Cette démarcation se brouille au XXe siècle en raison de la prolifération urbaine qui semble dissoudre l’idée de ville jusqu’à l’informe. La dimension composite des conurbations contemporaines qui s’étalent à infini est une évidence. À cette constellation urbaine hétéroclite dont on ne sait pas toujours identifier le visage ne répond plus un seul lieu de représentation et de rassemblement, un seul modèle, une seule architecture, mais une constellation de lieux scéniques, souvent de conceptions différentes. Ce qui semble les rapprocher tous, c’est leur volonté d’engendrer un lieu unifié, un lieu unique, estompant la coupure entre scène et salle, effaçant tout marquage dans la salle au profit d’une vision égalitaire. Ce lieu est unique au sens où il propose une sphère participative plutôt qu’un cube optique, une scène ouverte, par opposition à une scène encadrée, un espace malléable et non un espace fixe. Dans le même temps, le théâtre est devenu un art minoritaire. Vaste sujet… À Paris, la transformation récente de la Gaîté-Lyrique, sorte de pendant à distance du Théâtre de la Ville, prend acte de l’oscillation actuelle entre théâtre et arts numériques. De plus, ces deux exemples sont des restructurations de grands théâtres du XIXe siècle qui ont façonné l’image de Paris. Mutations générales. À l’ouest de la France, la constellation nantaise offre une carte parfaite de la diversité des lieux scéniques aujourd’hui dans une ville recomposée. De Paris à Nantes, en passant par Berlin, Bruxelles ou Barcelone, nous allons faire l’inventaire de ces lieux scéniques multiples qui tissent le portrait métissé de la ville d’aujourd’hui.

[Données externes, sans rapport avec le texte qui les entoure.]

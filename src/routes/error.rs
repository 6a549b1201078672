//! Route table error types

use thiserror::Error;

/// Errors raised while building a route table or addressing routes by name
///
/// An unmatched path is not an error: [`RouteTable::resolve`] reports it as
/// [`Resolution::NotFound`].
///
/// [`RouteTable::resolve`]: super::RouteTable::resolve
/// [`Resolution::NotFound`]: super::Resolution::NotFound
#[derive(Error, Debug, Clone, PartialEq, Eq)]
pub enum RouteError {
    /// Pattern text could not be parsed
    #[error("Invalid route pattern {pattern:?}: {reason}")]
    InvalidPattern { pattern: String, reason: String },

    /// Two entries share a name
    #[error("Duplicate route name: {0}")]
    DuplicateName(String),

    /// Two entries share a path pattern
    #[error("Duplicate route path: {0}")]
    DuplicatePath(String),

    /// Two distinct patterns can match the same concrete URL
    #[error("Ambiguous routes {first:?} and {second:?} can match the same path")]
    Ambiguous { first: String, second: String },

    /// No route carries this name
    #[error("Unknown route name: {0}")]
    UnknownName(String),

    /// A parameter required to build a path was not supplied
    #[error("Missing parameter {param:?} for route pattern {pattern:?}")]
    MissingParam { pattern: String, param: String },

    /// A parameter value violates its pattern constraint
    #[error("Parameter {param:?} value {value:?} does not satisfy ({constraint})")]
    InvalidParam {
        param: String,
        value: String,
        constraint: String,
    },

    /// Application base prefix is malformed
    #[error("Invalid base path {0:?}: must start with '/'")]
    InvalidBase(String),
}

/// Result type alias for route table operations
pub type RouteResult<T> = Result<T, RouteError>;

#[cfg(test)]
mod tests {
    use super::*;

    #[test]
    fn test_error_display() {
        let err = RouteError::UnknownName("settings".to_string());
        assert_eq!(err.to_string(), "Unknown route name: settings");

        let err = RouteError::Ambiguous {
            first: "/service/:id".to_string(),
            second: "/service/build_from_raw".to_string(),
        };
        assert_eq!(
            err.to_string(),
            "Ambiguous routes \"/service/:id\" and \"/service/build_from_raw\" can match the same path"
        );
    }
}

La remise en cause de la fonction du théâtre dans la cité : la quête d’un espace juste
Dès 1961, Denis Bablet a mis l’accent sur « la remise en cause de la fonction du théâtre dans la cité, de ses moyens d’expression scénique et de la dramaturgie » dans le fil d’une remise en cause des arts, des cadres perceptifs et esthétiques, modifiés radicalement par les transformations scientifiques, techniques, politiques, économiques, sociales qu’a connues le monde occidental au XIXe siècle et au XXe siècle. De même que, depuis l’impressionnisme, les artistes ont défaitl’espace cubique perspectif élaboré à la Renaissance à partir d’un point de vue fixe, de même les scénographes ont multiplié les points de vue, éclaté et modelé l’espace scénique, au nom d’un réalisme nouveau. Comme le note Luc Boucris, tout le travail de la scénographie au XXe siècle est d’avoir cherché à « assouplir l’espace, le rendre malléable, flexible et mobile, voire fluide ».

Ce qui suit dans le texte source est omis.